The acting of the first means 7 and the second means 9 for holding is evident in the cups 1 and 1' shown in FIG. 2. The first means 7' of the cup 1' applied to the sleeve 2' defining the interior 5' takes up the second means 9 of the cup 1. The widening 10 applied to the bottom skirt 4 of the cup 1, and in particular the bottom end of the widening 10 is supported hereby on the bead 8', which is formed into the sleeve 2'. Because of the above mentioned adaptation of the dimension X of the first holding means 7 to the dimension Y of the second holding means 9, it is ensured that the widening 10 of the cup 1 stands on the bead 8' in a secure and stable way, without however wedging itself in the conical sleeve 2'. The forces which occur along the middle axis 13 during stacking, for example the forces of weight of the cup 1 or of the cups stacked on top of it, are taken up reliably by the bead 8' as the holding means 7' and relayed via the sleeve 2' to the lower edge 14' of the bottom skirt 4' of the lower cup 1', and passed on to the ground from the lower edge 14' located at the standing surface. This ensures the easy removability of the cup 1 or 1' when the cups are de-stacked, even when very high forces in the direction of the middle axis 13 occur.

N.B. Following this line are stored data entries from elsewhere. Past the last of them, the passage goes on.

// SPDX-License-Identifier: BUSL-1.1
// Copyright (c) 2026 Alfred Jean LLC

use std::collections::BTreeMap;
use std::path::PathBuf;
use std::time::Duration;

use fm_core::{IdleMode, ProviderKind, Resource, Ssh};
use serde::{Deserialize, Serialize};

use super::Query;

/// Request from CLI to daemon.
#[derive(Debug, Clone, Serialize, Deserialize, PartialEq)]
#[serde(tag = "type")]
pub enum Request {
    /// Health check ping.
    Ping,

    /// Version handshake.
    Hello {
        version: String,
        #[serde(default, skip_serializing_if = "Option::is_none")]
        token: Option<String>,
    },

    /// Read-only state query.
    Query { query: Query },

    /// Request daemon shutdown.
    Shutdown {
        /// Destroy every host before stopping.
        #[serde(default)]
        kill: bool,
    },

    /// Daemon process status (uptime, host/agent counts).
    Status,

    /// `fm create` host allocation.
    CreateHost {
        name: String,
        provider: ProviderKind,
        #[serde(default)]
        image: Option<String>,
        #[serde(default)]
        resource: Resource,
        #[serde(default)]
        ssh: Option<Ssh>,
    },

    /// `fm create` agent spawn on an already-running host.
    CreateAgent {
        host_id: String,
        name: String,
        agent_type: String,
        command: Vec<String>,
        work_dir: PathBuf,
        #[serde(default)]
        project: String,
        #[serde(default)]
        labels: BTreeMap<String, String>,
        idle_mode: IdleMode,
        idle_timeout_seconds: u64,
        #[serde(default)]
        start_on_boot: bool,
        #[serde(default)]
        env: BTreeMap<String, String>,
    },

    /// `fm start`
    StartHost {
        id: String,
        #[serde(default)]
        snapshot: Option<String>,
    },

    /// `fm stop`
    StopHost {
        id: String,
        #[serde(default)]
        snapshot_first: bool,
    },

    /// `fm destroy` (host form).
    DestroyHost {
        id: String,
        #[serde(default)]
        purge_snapshots: bool,
        #[serde(default)]
        force: bool,
    },

    /// `fm destroy` (agent form).
    DestroyAgent {
        id: String,
        #[serde(default)]
        force: bool,
    },

    /// `fm exec`
    Exec {
        agent_id: String,
        argv: Vec<String>,
        #[serde(default)]
        cwd: Option<PathBuf>,
        #[serde(with = "duration_ms")]
        hard_timeout: Duration,
        #[serde(default, with = "opt_duration_ms")]
        warn_timeout: Option<Duration>,
    },

    /// `fm message` — send input bytes to one or more agents' sessions.
    Message {
        agent_ids: Vec<String>,
        bytes: Vec<u8>,
        #[serde(default)]
        on_error: OnError,
    },

    /// `fm push` / `fm pull` / `fm pair`
    Transfer {
        agent_id: String,
        /// Transfer mode name (e.g. `copy`, `rsync`, `vcs-push`).
        mode: String,
        source: PathBuf,
        target: PathBuf,
    },

    /// Stop a backgrounded `fm pair` watch loop (§4.4) for an agent.
    StopTransfer { agent_id: String },

    /// `fm rename`
    Rename { agent_id: String, new_name: String },

    /// `fm snapshot`
    Snapshot { host_id: String },

    /// `fm gc`
    Gc {
        #[serde(default)]
        dry_run: bool,
        /// Categories to sweep; empty means every category (§4.10).
        #[serde(default)]
        categories: Vec<GcCategory>,
        /// Only reclaim resources whose host/agent name contains one of
        /// these substrings. Empty means no include filter.
        #[serde(default)]
        include: Vec<String>,
        /// Skip resources whose host/agent name contains one of these
        /// substrings, even if they otherwise match.
        #[serde(default)]
        exclude: Vec<String>,
        /// Scope the sweep to a single provider's hosts.
        #[serde(default)]
        provider: Option<ProviderKind>,
        #[serde(default)]
        on_error: OnError,
    },

    /// `fm provision` — re-run an agent's provisioning pipeline.
    Provision { agent_id: String },

    /// `fm limit` — adjust a running host's resource allocation.
    SetLimit { host_id: String, resource: Resource },

    /// Connect to an agent's terminal via the daemon's session proxy.
    AgentAttach {
        id: String,
        #[serde(default, skip_serializing_if = "Option::is_none")]
        token: Option<String>,
    },
}

/// Whether a multi-target operation (`fm message`, `fm gc`) keeps going
/// after one target fails, or stops at the first failure (§4.10).
#[derive(Debug, Clone, Copy, PartialEq, Eq, Default, Serialize, Deserialize)]
#[serde(rename_all = "snake_case")]
pub enum OnError {
    Abort,
    #[default]
    Continue,
}

/// `fm gc` reclaim categories (§4.10).
#[derive(Debug, Clone, Copy, PartialEq, Eq, Serialize, Deserialize)]
#[serde(rename_all = "snake_case")]
pub enum GcCategory {
    WorkDirs,
    Logs,
    BuildCache,
    Machines,
    Snapshots,
    Volumes,
}

mod duration_ms {
    use serde::{Deserialize, Deserializer, Serialize, Serializer};
    use std::time::Duration;

    pub fn serialize<S: Serializer>(d: &Duration, s: S) -> Result<S::Ok, S::Error> {
        d.as_millis().serialize(s)
    }

    pub fn deserialize<'de, D: Deserializer<'de>>(d: D) -> Result<Duration, D::Error> {
        Ok(Duration::from_millis(u64::deserialize(d)?))
    }
}

mod opt_duration_ms {
    use serde::{Deserialize, Deserializer, Serialize, Serializer};
    use std::time::Duration;

    pub fn serialize<S: Serializer>(d: &Option<Duration>, s: S) -> Result<S::Ok, S::Error> {
        d.map(|d| d.as_millis()).serialize(s)
    }

    pub fn deserialize<'de, D: Deserializer<'de>>(d: D) -> Result<Option<Duration>, D::Error> {
        Ok(Option::<u64>::deserialize(d)?.map(Duration::from_millis))
    }
}

#[cfg(test)]
#[path = "request_tests.rs"]
mod tests;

In order not to impair the liquid tightness of the bottom skirt 4 when forming the widening 10, it is advantageous when the height B of the widening 10--as seen in FIG. 1--is smaller than the overall height Z of the bottom skirt 4. As a result of the low height B of the widening 10, a height area C remains on the bottom skirt 4, which provides the sealing between the sleeve 2 defining the interior 5 and the bottom 3. The height B corresponds preferably hereby to approximately half the height Z. The bottom skirt 4, as seen in axial section of FIG. 1, comprises different angles of inclination .beta. and .gamma. to the middle axis 13 of the cup 1. The angle of inclination .beta. of the height area B of the bottom skirt 4 is hereby in any case so inclined that the bottom skirt 4 widens out towards the lower edge 14 and has the largest dimension Y at its lower edge 14, that is as seen parallel to the middle axis 13 the lower edge 14 of the bottom skirt 4 forms the area distanced furthest from the middle axis 13. In the case shown, the bottom skirt 4 still tapers in the height area C with the angle of inclination .gamma., which corresponds to the angle of inclination .alpha. of the sleeve 2 in the area of the interior 5. The widening 10 continues in any case up to the lower edge 14, which forms the standing surface. Further possible embodiments of the bottom skirt 4 are described below with the aid of FIG. 9.

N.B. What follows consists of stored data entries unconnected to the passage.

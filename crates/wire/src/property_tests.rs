// SPDX-License-Identifier: BUSL-1.1
// Copyright (c) 2026 Alfred Jean LLC

//! Property tests: every `Query`/`Request`/`Response` that round-trips
//! through JSON must come back byte-for-byte equal in structure.

use fm_core::test_support::strategies::{arb_agent_status, arb_host_status};
use proptest::prelude::*;

use crate::{Query, Request};

proptest! {
    #[test]
    fn list_agents_host_filter_round_trips(host_id in "[a-z0-9-]{0,20}") {
        let query = Query::ListAgents { host_id: Some(host_id) };
        let json = serde_json::to_string(&query).unwrap();
        let back: Query = serde_json::from_str(&json).unwrap();
        prop_assert_eq!(query, back);
    }

    #[test]
    fn get_host_logs_round_trips(id in "[a-z0-9-]{1,20}", lines in 0usize..10_000, offset in 0u64..1_000_000) {
        let query = Query::GetHostLogs { id, lines, offset };
        let json = serde_json::to_string(&query).unwrap();
        let back: Query = serde_json::from_str(&json).unwrap();
        prop_assert_eq!(query, back);
    }

    #[test]
    fn agent_kill_request_round_trips(id in "[a-z0-9-]{1,20}") {
        let request = Request::DestroyAgent { id, force: false };
        let json = serde_json::to_string(&request).unwrap();
        let back: Request = serde_json::from_str(&json).unwrap();
        prop_assert_eq!(request, back);
    }
}

proptest! {
    #[test]
    fn agent_status_serializes_to_known_variant(status in arb_agent_status()) {
        let json = serde_json::to_string(&status).unwrap();
        let back: fm_core::AgentStatus = serde_json::from_str(&json).unwrap();
        prop_assert_eq!(status, back);
    }

    #[test]
    fn host_status_serializes_to_known_variant(status in arb_host_status()) {
        let json = serde_json::to_string(&status).unwrap();
        let back: fm_core::HostStatus = serde_json::from_str(&json).unwrap();
        prop_assert_eq!(status, back);
    }
}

The diameter Y surrounding the widening 10 is hereby advantageously larger than the diameter D, which surrounds the area of the bottom 3, which is in contact with the interior 5. In order to permit effective stacking, and that the stacking height is not unnecessarily high, it is advantageous when the holding means 7 assigned to the sleeve 2 defining the interior 5 is not arranged higher above the bottom 3 than a third of the height A of the interior 5. Even if the means 7 is omitted, and the widening 10 is supported directly on the conical area of the sleeve 2, the diameter Y enclosing the widening 10 is advantageously smaller than a diameter enclosing the inner contour of the sleeve 2 at a height above the bottom 3 of approximately a third of the height A.

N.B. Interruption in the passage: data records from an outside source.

// SPDX-License-Identifier: BUSL-1.1
// Copyright (c) 2026 Alfred Jean LLC

//! fm-storage: the on-disk state store (C2, §4.2).
//!
//! Layout rooted at a configurable directory (spec §6):
//!
//! ```text
//! <root>/
//!   profiles/<profile-id>/settings.toml
//!   hosts/<host-id>/
//!     data.json
//!     lock
//!     logs/
//!     activity/{user,agent,ssh,create,boot}
//!     agents/<agent-id>/
//!       data.json
//!       work_dir/
//!       logs/
//! ```
//!
//! Grounded on the teacher's `daemon/src/storage/state/*` "derive the view,
//! persist atomically" discipline, restructured around spec §4.2's three
//! guarantees (atomic descriptor update, mutual exclusion, crash recovery)
//! instead of WAL replay: `data.json` is the unit of truth here, not an
//! event log.

#![cfg_attr(test, allow(clippy::panic))]
#![cfg_attr(test, allow(clippy::unwrap_used))]
#![cfg_attr(test, allow(clippy::expect_used))]

pub mod activity;
pub mod atomic;
pub mod layout;
pub mod lock;
pub mod store;
pub mod tombstone;

pub use activity::ActivityStore;
pub use layout::Layout;
pub use lock::{HostLockGuard, LockTable};
pub use store::{StateStore, StoreError};
pub use tombstone::TombstoneSweeper;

A height area C, in which a part of the bottom skirt 4 remains in its original form without a widening, is in particular important for the process for producing a stackable cup 1 according to the present invention, in which process a semi-finished product having an already fillable interior 5 is used, which semi-finished product comprises a conical sleeve 2 and a bottom 3 already attached in a liquid-tight manner thereto. The semi-finished product comprises a bottom skirt 4, which does not yet comprise a widening 10. The bead 8 is formed as the first holding means 7 and the widening 10 as the second holding means 9 on the semi-finished product. This process has the advantage in that the semi-finished product can be produced on a standard cup-making machine. The semi-finished product is fed to an arrangement downstream of the standard cup-making machine, which arrangement forms the first holding means 7 and the second holding means 9 on the semi-finished product and completes the production of the stackable cup 1. The liquid tightness of the bottom skirt 4 is not impaired because of the height area C remaining unformed.

The rib or the bead 8 can be stamped or rolled by forming tools, which are placed to the sleeve 2 in axial or radial direction of the cup 1. The widening 10 at the bottom skirt 4 can for example be formed by a cone-shaped mandrel, which is placed to the bottom skirt 4 from below. If required, the bottom skirt 4 can be heated for the purposes of forming the widening 10. Because forming tools, which execute a sliding motion in relation to the surface of the bottom skirt 4, can very easily form creases, it can therefore also be advantageous to form the widening 10 by means of a rolling tool or by means of a tool which spreads out in radial direction. It can hereby be advantageous to assign to the outer circumference of the bottom skirt 4 a correspondingly formed counter tool, in order to support the formation of the widening 10.

FIG. 3 shows a particular embodiment of the widening 10 at the bottom skirt 4. The widening 10 according to FIG. 3 does not extend around the entire circumference of the bottom skirt 4. Instead, four widenings 10 are evenly distributed on the circumference, between each of said widenings 10 an area 11 without a widening is provided, which area 11 corresponds to the original contour of the bottom skirt 4. When the cup 1 is stacked in a similar cup 1', air passages 12, in conjunction with a bead 8 circulating the entire circumference, form between the sleeve 2' and the bead 8' of the cup 1' and the non-widened areas 11 of the cup 1, which could facilitate the de-stacking of the cups. When the cup 1 is removed from the cup 1', the air passages 12 permit air from the atmosphere to flow into the area of the interior 5' of the cup 1', located below the bottom 3 of the cup 1, so that a vacuum, which would act against the withdrawal motion of the cup 1, cannot form.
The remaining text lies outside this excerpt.